Smettete di permettere all’umidità di distruggere i vostri riscaldatori a infrarossi
Se avete mai utilizzato riscaldatori industriali in ambienti umidi, conoscete bene il problema. Un minuto tutto va bene, e il minuto dopo il tubo di quarzo si rompe o l’elettronica viene danneggiata. Di solito ciò accade perché il vapore acqueo penetra all’interno del dispositivo o si forma della condensa proprio nei punti in cui non dovrebbe esserci. È frustrante, e inoltre comporta costi elevati.
Ecco proprio per questo che abbiamo creato la nostra serie di riscaldatori a infrarossi resistenti all’acqua. Volevamo evitare questi problemi fin dall’inizio.
La lotta contro la nebbia e le gocce d’acqua
La maggior parte dei riscaldatori non riesce a gestire l’umidità. Il vapore e le gocce d’acqua creano uno strato sottile sull’emettitore, il che influisce negativamente sulla diffusione del calore. Si creano così “punti caldi” che possono rovinare il lavoro.

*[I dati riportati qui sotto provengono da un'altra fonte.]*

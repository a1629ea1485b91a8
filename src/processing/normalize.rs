//! Answer clean-up: strip LLM boilerplate and turn number words into digits.
//!
//! Best effort only. Every step is a regex rewrite that leaves unmatched text alone, so the
//! function cannot fail on arbitrary input.

use regex::{Captures, Regex};
use std::sync::LazyLock;

static ENUMERATOR: LazyLock<Regex> = LazyLock::new(|| compile(r"^\d+\.\s+"));
static BOLD_STARS: LazyLock<Regex> = LazyLock::new(|| compile(r"\*\*(.*?)\*\*"));
static BOLD_UNDERSCORES: LazyLock<Regex> = LazyLock::new(|| compile(r"__(.*?)__"));
static DECIMAL_CITATION: LazyLock<Regex> = LazyLock::new(|| compile(r"\(\d+\.\d+\)"));
static BULLET: LazyLock<Regex> = LazyLock::new(|| compile(r"^[-*•]\s+"));
static SPACE_RUNS: LazyLock<Regex> = LazyLock::new(|| compile(r"[ \t]{2,}"));
static SPACE_BEFORE_PUNCT: LazyLock<Regex> = LazyLock::new(|| compile(r"[ \t]+([.,;:!?])"));

/// Phrases stripped from the start of an answer, in this order, each at most once.
const PREAMBLES: &[&str] = &[
    "based on the document,",
    "based on the context,",
    "based on the policy,",
    "according to the document,",
    "according to the policy,",
    "according to the context,",
    "the answer is:",
    "answer:",
];

const UNITS: &[(&str, u32)] = &[
    ("zero", 0),
    ("one", 1),
    ("two", 2),
    ("three", 3),
    ("four", 4),
    ("five", 5),
    ("six", 6),
    ("seven", 7),
    ("eight", 8),
    ("nine", 9),
    ("ten", 10),
    ("eleven", 11),
    ("twelve", 12),
    ("thirteen", 13),
    ("fourteen", 14),
    ("fifteen", 15),
    ("sixteen", 16),
    ("seventeen", 17),
    ("eighteen", 18),
    ("nineteen", 19),
];

const TENS: &[(&str, u32)] = &[
    ("twenty", 20),
    ("thirty", 30),
    ("forty", 40),
    ("fifty", 50),
    ("sixty", 60),
    ("seventy", 70),
    ("eighty", 80),
    ("ninety", 90),
];

const SCALES: &[(&str, u32)] = &[("hundred", 100), ("thousand", 1_000), ("million", 1_000_000)];

static COMPOUND_NUMBER: LazyLock<Regex> = LazyLock::new(|| {
    let tens = alternation(TENS);
    let ones = alternation(&UNITS[1..10]);
    compile(&format!(r"(?i)\b({tens})-({ones})\b"))
});

static NUMBER_WORD: LazyLock<Regex> = LazyLock::new(|| {
    let words = [alternation(UNITS), alternation(TENS), alternation(SCALES)].join("|");
    compile(&format!(r"(?i)\b({words})\b"))
});

fn compile(pattern: &str) -> Regex {
    Regex::new(pattern).expect("normalizer pattern is valid")
}

fn alternation(table: &[(&str, u32)]) -> String {
    table
        .iter()
        .map(|(word, _)| *word)
        .collect::<Vec<_>>()
        .join("|")
}

fn value_of(word: &str) -> Option<u32> {
    let lower = word.to_lowercase();
    UNITS
        .iter()
        .chain(TENS)
        .chain(SCALES)
        .find(|(name, _)| *name == lower)
        .map(|(_, value)| *value)
}

/// Clean a raw model answer.
///
/// Steps, in order: trim; drop a leading `"1. "` enumerator; unwrap `**bold**`/`__bold__`;
/// remove `(12.3)`-style citations; drop one leading bullet; drop known preambles at the
/// start; tidy whitespace; replace number words with digits.
pub fn normalize(raw: &str) -> String {
    let mut text = raw.trim().to_string();
    text = ENUMERATOR.replace(&text, "").into_owned();
    text = BOLD_STARS.replace_all(&text, "$1").into_owned();
    text = BOLD_UNDERSCORES.replace_all(&text, "$1").into_owned();
    text = DECIMAL_CITATION.replace_all(&text, "").into_owned();
    text = BULLET.replace(text.trim_start(), "").into_owned();
    text = strip_preambles(&text);
    text = SPACE_RUNS.replace_all(&text, " ").into_owned();
    text = SPACE_BEFORE_PUNCT.replace_all(&text, "$1").into_owned();
    words_to_digits(text.trim())
}

fn strip_preambles(text: &str) -> String {
    let mut rest = text.trim_start();
    for preamble in PREAMBLES {
        if starts_with_ignore_case(rest, preamble) {
            rest = rest[preamble.len()..].trim_start();
        }
    }
    rest.to_string()
}

fn starts_with_ignore_case(text: &str, prefix: &str) -> bool {
    text.get(..prefix.len())
        .is_some_and(|head| head.eq_ignore_ascii_case(prefix))
}

/// Replace whole-word number words (and hyphenated compounds such as `thirty-six`) with digits.
pub fn words_to_digits(text: &str) -> String {
    let compounds = COMPOUND_NUMBER.replace_all(text, |caps: &Captures| {
        match (value_of(&caps[1]), value_of(&caps[2])) {
            (Some(tens), Some(ones)) => (tens + ones).to_string(),
            _ => caps[0].to_string(),
        }
    });
    NUMBER_WORD
        .replace_all(&compounds, |caps: &Captures| {
            value_of(&caps[1]).map_or_else(|| caps[0].to_string(), |value| value.to_string())
        })
        .into_owned()
}

#[cfg(test)]
mod tests {
    use super::*;

    #[test]
    fn canonical_example() {
        assert_eq!(normalize("1. **Thirty-six** days (12.3)"), "36 days");
    }

    #[test]
    fn strips_preambles_case_insensitively() {
        assert_eq!(normalize("The answer is: thirty days."), "30 days.");
        assert_eq!(
            normalize("BASED ON THE DOCUMENT, claims take ninety days."),
            "claims take 90 days."
        );
        assert_eq!(
            normalize("According to the policy, the limit is two."),
            "the limit is 2."
        );
    }

    #[test]
    fn preamble_is_only_removed_at_start() {
        assert_eq!(
            normalize("It is ten days, based on the document, as stated."),
            "It is 10 days, based on the document, as stated."
        );
    }

    #[test]
    fn leading_decimals_are_not_enumerators() {
        assert_eq!(normalize("2.5 lakh per year"), "2.5 lakh per year");
        assert_eq!(normalize("3. 2.5 lakh"), "2.5 lakh");
    }

    #[test]
    fn strips_leading_bullet_once() {
        assert_eq!(normalize("- - five"), "- 5");
        assert_eq!(normalize("* twelve months"), "12 months");
    }

    #[test]
    fn keeps_words_containing_number_words() {
        assert_eq!(normalize("money is gone"), "money is gone");
        assert_eq!(normalize("Someone often weighs tension"), "Someone often weighs tension");
    }

    #[test]
    fn converts_scales_and_compounds() {
        assert_eq!(words_to_digits("Twenty-Four hours"), "24 hours");
        assert_eq!(words_to_digits("one hundred"), "1 100");
        assert_eq!(words_to_digits("a million thanks"), "a 1000000 thanks");
        assert_eq!(words_to_digits("eighty-one and fifty"), "81 and 50");
    }

    #[test]
    fn removes_citations_and_tidies_spacing() {
        assert_eq!(
            normalize("Covered up to 2 years (4.1) and more (7.25)."),
            "Covered up to 2 years and more."
        );
    }

    #[test]
    fn unwraps_emphasis() {
        assert_eq!(normalize("__Yes__, **thirty** days"), "Yes, 30 days");
    }

    #[test]
    fn blank_and_plain_inputs_survive() {
        assert_eq!(normalize(""), "");
        assert_eq!(normalize("   "), "");
        assert_eq!(normalize("Not found in document."), "Not found in document.");
    }

    #[test]
    fn normalization_is_idempotent_on_canonical_text() {
        for input in [
            "36 days",
            "Not found in document.",
            "Claims must be filed within 90 days of the event.",
            "The premium is paid yearly.",
        ] {
            let once = normalize(input);
            assert_eq!(normalize(&once), once);
        }
    }

    #[test]
    fn handles_unicode_without_panicking() {
        assert_eq!(normalize("— één (1.2) ✓"), "— één ✓");
        assert_eq!(normalize("ü"), "ü");
    }
}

Per risolvere questo problema, abbiamo utilizzato un involucro sigillato e rivestimenti speciali per mantenere l’elemento riscaldante asciutto. Inoltre, abbiamo aggiunto un sistema antinebbia che mantiene pulite le lenti e i riflettori, in modo che il calore a infrarossi vada esattamente dove è necessario, invece di rimbalzare sulle gocce d’acqua. Quando il riflettore rimane pulito, non è necessario aumentare continuamente la potenza per compensare la perdita di calore.
Gestire lo shock termico
C’è però un problema: se una goccia d’acqua colpisce un tubo a 500°C, il vetro può rompersi immediatamente. È una reazione violenta.
Abbiamo risolto questo problema aggiungendo una barriera protettiva che allontana il liquido dal nucleo del riscaldatore. Inoltre, abbiamo sostituito il telaio standard con leghe resistenti alla corrosione. Nessuno vuole un riscaldatore che si arrugginisca in pochi mesi.
I nostri riscaldatori durano più a lungo. Punto. Abbiamo visto questi dispositivi funzionare anche in ambienti dove un riscaldatore standard sarebbe già distrutto dopo sei mesi.
Alcune cose da tenere a mente
C’è però un piccolo compromesso: grazie ai sigilli impermeabili e ai rivestimenti antinebbia, c’è un po’ più di isolamento tra l’elemento riscaldante e il pezzo da riscaldare. Potreste quindi dover avvicinare il riscaldatore o farlo funzionare per un tempo leggermente più lungo per raggiungere la temperatura desiderata. Ricordatevi di verificare che la ventilazione sia in grado di gestire l’aria che circola intorno all’involucro sigillato.